18 December 2017

HSBC opened its doors in Singapore 140 years ago. The case for doing so for the (then) 12-year-old Hong Kong and Shanghai Bank was clear.

The port of Singapore was the largest trading hub along the Calcutta to Hong Kong spice route, and so our first branch on the island was launched to finance growing trade across the corridor.

In the decades that followed, we supported the nation’s economy as it evolved from exporting rubber and tin to developing a manufacturing base. As Singapore rebuilt after World War II, HSBC was handling 35 per cent of the nation’s foreign and trade exchange business.

Our business grew together with the country. We built our first offices in Singapore at Collyer Quay in 1885. We still occupy the same site, but have rebuilt on two further occasions to meet our expanding needs.

Today, Singapore’s stable tax, legal and regulatory system, strong infrastructure and business-friendly conditions have transformed it into one of the leading financial centres not just in Asia, but in the world.

We are committed to helping Singapore continue to grow and thrive

More than 37,000 international companies call Singapore their regional head office. It is the largest foreign exchange centre in Asia-Pacific, manages two-thirds of all project financing in ASEAN, and is the financial conduit between China and Southeast Asia, including being the third largest offshore clearing centre for the Chinese renminbi.

As was the case during the spice trade era, Singapore’s future prosperity depends on the international channels that it builds and the international partnerships that it nurtures.

The Monetary Authority of Singapore (MAS) aims to make the nation a financing hub for infrastructure, with an estimated USD2.1 trillion of infrastructure investment needed in the six biggest ASEAN economies alone between now and 2030. It is also looking to build the sophistication of its capital markets in areas like corporate debt and sustainable financing.

HSBC is committed to playing its part in support of this vision. With around 3,000 staff in the country, we offer a wide range of banking services, catering to major multinationals and smaller businesses as well as individual retail customers. We transferred our retail banking and wealth management business to a new and locally-owned subsidiary in 2016, reflecting our commitment to the country.

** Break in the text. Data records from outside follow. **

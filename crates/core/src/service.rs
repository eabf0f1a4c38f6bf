//! Realtime service - composition root for the update channel
//!
//! Wires the network observer, credential coordinator, retry engine,
//! connection manager and event dispatcher around injected collaborators
//! and owns their lifecycle.

use std::sync::Arc;

use parking_lot::Mutex;
use serde_json::Value;
use tracing::info;
use wavelink_common::{CommonError, ComponentHealth, ManagerHealth, ManagerStatus};
use wavelink_domain::{
    ApiRequest, ApiResponse, ChannelConfig, ConnectionState, NetworkStatus, Topic,
};

use crate::auth::CredentialRefreshCoordinator;
use crate::connection::{ConnectionManager, ConnectionSettings};
use crate::error::{ChannelError, ChannelResult, RequestError};
use crate::error_log::ErrorLog;
use crate::events::{EventDispatcher, HandlerError, HandlerId};
use crate::network::NetworkObserver;
use crate::ports::{
    CredentialRefresher, CredentialStore, DuplexTransport, ErrorReporter, RequestSender,
};
use crate::retry::{RetryPolicyEngine, RetrySettings};

/// Collects collaborators for [`RealtimeService::init`]
pub struct RealtimeServiceBuilder {
    config: ChannelConfig,
    network: NetworkStatus,
    transport: Option<Arc<dyn DuplexTransport>>,
    refresher: Option<Arc<dyn CredentialRefresher>>,
    store: Option<Arc<dyn CredentialStore>>,
    sender: Option<Arc<dyn RequestSender>>,
    reporter: Option<Arc<dyn ErrorReporter>>,
}

impl RealtimeServiceBuilder {
    pub fn with_transport(mut self, transport: Arc<dyn DuplexTransport>) -> Self {
        self.transport = Some(transport);
        self
    }

    pub fn with_refresher(mut self, refresher: Arc<dyn CredentialRefresher>) -> Self {
        self.refresher = Some(refresher);
        self
    }

    pub fn with_credential_store(mut self, store: Arc<dyn CredentialStore>) -> Self {
        self.store = Some(store);
        self
    }

    pub fn with_request_sender(mut self, sender: Arc<dyn RequestSender>) -> Self {
        self.sender = Some(sender);
        self
    }

    /// Optional remote collector for server-side failures
    pub fn with_error_reporter(mut self, reporter: Arc<dyn ErrorReporter>) -> Self {
        self.reporter = Some(reporter);
        self
    }

    /// Connectivity to assume until the platform reports otherwise
    pub fn with_initial_network(mut self, status: NetworkStatus) -> Self {
        self.network = status;
        self
    }

    /// Validate the configuration, seed credentials and start the
    /// connection actor. Must be called inside a Tokio runtime.
    pub async fn init(self) -> ChannelResult<RealtimeService> {
        self.config.validate()?;

        let transport = required(self.transport, "transport")?;
        let refresher = required(self.refresher, "refresher")?;
        let store = required(self.store, "credential_store")?;
        let sender = required(self.sender, "request_sender")?;

        let network = NetworkObserver::new(self.network);
        let credentials = CredentialRefreshCoordinator::new(
            refresher,
            store,
            network.clone(),
            self.config.credential_expiry_leeway(),
        );
        credentials.initialize().await?;

        let dispatcher = Arc::new(EventDispatcher::new());
        let error_log = Arc::new(ErrorLog::new(self.config.error_log_capacity));

        let mut requests = RetryPolicyEngine::new(
            sender,
            credentials.clone(),
            network.clone(),
            RetrySettings::from(&self.config),
            Arc::clone(&error_log),
        );
        if let Some(reporter) = self.reporter {
            requests = requests.with_reporter(reporter);
        }

        let connection = ConnectionManager::spawn(
            ConnectionSettings::from(&self.config),
            transport,
            credentials.clone(),
            &network,
            Arc::clone(&dispatcher),
        );

        info!(
            max_reconnect_attempts = self.config.max_reconnect_attempts,
            max_request_retries = self.config.max_request_retries,
            "realtime service initialized"
        );

        Ok(RealtimeService {
            config: self.config,
            network,
            credentials,
            dispatcher,
            error_log,
            requests,
            connection,
            status: Mutex::new(ManagerStatus::Running),
        })
    }
}

fn required<T>(value: Option<T>, field: &str) -> ChannelResult<T> {
    value.ok_or_else(|| {
        ChannelError::Common(CommonError::config_field(field, "collaborator not provided"))
    })
}

pub struct RealtimeService {
    config: ChannelConfig,
    network: NetworkObserver,
    credentials: CredentialRefreshCoordinator,
    dispatcher: Arc<EventDispatcher>,
    error_log: Arc<ErrorLog>,
    requests: RetryPolicyEngine,
    connection: ConnectionManager,
    status: Mutex<ManagerStatus>,
}

impl RealtimeService {
    pub fn builder(config: ChannelConfig) -> RealtimeServiceBuilder {
        RealtimeServiceBuilder {
            config,
            network: NetworkStatus::default(),
            transport: None,
            refresher: None,
            store: None,
            sender: None,
            reporter: None,
        }
    }

    pub async fn connect(&self) -> bool {
        if !self.status().is_running() {
            return false;
        }
        self.connection.connect().await
    }

    pub async fn disconnect(&self) {
        self.connection.disconnect().await;
    }

    /// Blank topic names are rejected before anything reaches the channel.
    pub async fn subscribe<T>(&self, topic: T) -> ChannelResult<()>
    where
        T: TryInto<Topic>,
        ChannelError: From<T::Error>,
    {
        self.ensure_running()?;
        let topic = topic.try_into()?;
        self.connection.subscribe(topic).await
    }

    pub async fn unsubscribe<T>(&self, topic: T) -> ChannelResult<()>
    where
        T: TryInto<Topic>,
        ChannelError: From<T::Error>,
    {
        self.ensure_running()?;
        let topic = topic.try_into()?;
        self.connection.unsubscribe(topic).await
    }

    pub fn on<F>(&self, event: &str, handler: F) -> HandlerId
    where
        F: Fn(&Value) -> Result<(), HandlerError> + Send + Sync + 'static,
    {
        self.dispatcher.on(event, handler)
    }

    pub fn off(&self, event: &str, id: HandlerId) -> bool {
        self.dispatcher.off(event, id)
    }

    /// Issue a request through the retry engine
    pub async fn execute(&self, request: ApiRequest) -> Result<ApiResponse, RequestError> {
        self.requests.execute(request).await
    }

    /// Feed a platform connectivity change
    pub fn update_network(&self, status: NetworkStatus) {
        self.network.update(status);
    }

    pub fn connection_state(&self) -> ConnectionState {
        self.connection.state()
    }

    pub fn status(&self) -> ManagerStatus {
        *self.status.lock()
    }

    pub fn config(&self) -> &ChannelConfig {
        &self.config
    }

    pub fn network(&self) -> &NetworkObserver {
        &self.network
    }

    pub fn credentials(&self) -> &CredentialRefreshCoordinator {
        &self.credentials
    }

    pub fn connection(&self) -> &ConnectionManager {
        &self.connection
    }

    pub fn dispatcher(&self) -> &Arc<EventDispatcher> {
        &self.dispatcher
    }

    pub fn error_log(&self) -> &Arc<ErrorLog> {
        &self.error_log
    }

    /// Per-component health: network, connection and credentials
    pub fn health_check(&self) -> ManagerHealth {
        let network = self.network.current();
        let network_health = if network.is_connected {
            ComponentHealth::healthy("network")
        } else {
            ComponentHealth::unhealthy("network", "offline")
        };

        let state = self.connection.state();
        let connection_health = match state {
            ConnectionState::Connected => ComponentHealth::healthy("connection"),
            other => ComponentHealth::unhealthy("connection", other.to_string()),
        };

        let credential_health = match self.credentials.current() {
            Some(credential)
                if !credential.is_expired(self.config.credential_expiry_leeway()) =>
            {
                ComponentHealth::healthy("credentials")
            }
            Some(_) => ComponentHealth::unhealthy("credentials", "expired"),
            None => ComponentHealth::unhealthy("credentials", "missing"),
        };

        let status = self.status();
        if !status.is_running() {
            return ManagerHealth::unhealthy(format!("service {status}"))
                .with_component(network_health)
                .with_component(connection_health)
                .with_component(credential_health);
        }

        ManagerHealth::from_components(vec![network_health, connection_health, credential_health])
    }

    /// Stop the connection actor. Later calls are no-ops.
    pub async fn shutdown(&self) {
        {
            let mut status = self.status.lock();
            if matches!(*status, ManagerStatus::ShuttingDown | ManagerStatus::Shutdown) {
                return;
            }
            *status = ManagerStatus::ShuttingDown;
        }

        self.connection.shutdown().await;
        *self.status.lock() = ManagerStatus::Shutdown;
        info!("realtime service shut down");
    }

    fn ensure_running(&self) -> ChannelResult<()> {
        if self.status().is_running() {
            Ok(())
        } else {
            Err(ChannelError::ShuttingDown)
        }
    }
}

We are also investing in our own capabilities to continue to support Singapore’s long-term success.

Our priorities for the future include: supporting the 1,200 mid-sized enterprises based in Singapore; further developing the sustainable and green finance markets; arranging finance for infrastructure projects across Southeast Asia from Singapore; building our scale to support the wealth needs of ASEAN’s growing affluent from Singapore; building on our extensive activity in digital capability, particularly in trade finance and intra-ASEAN payments, and helping to relay the ASEAN story to European and North American investors and corporates.

In many respects we are already making good progress. In 2017, we were lead arranger for two of the first three Green Bonds ever issued in Singapore, for example. We have also signed up to invest and participate in a new project to digitise trade and trade finance between Singapore and Hong Kong.

Just as we have supported Singapore over the past 140 years, we are committed to helping the country continue to grow and thrive in the future.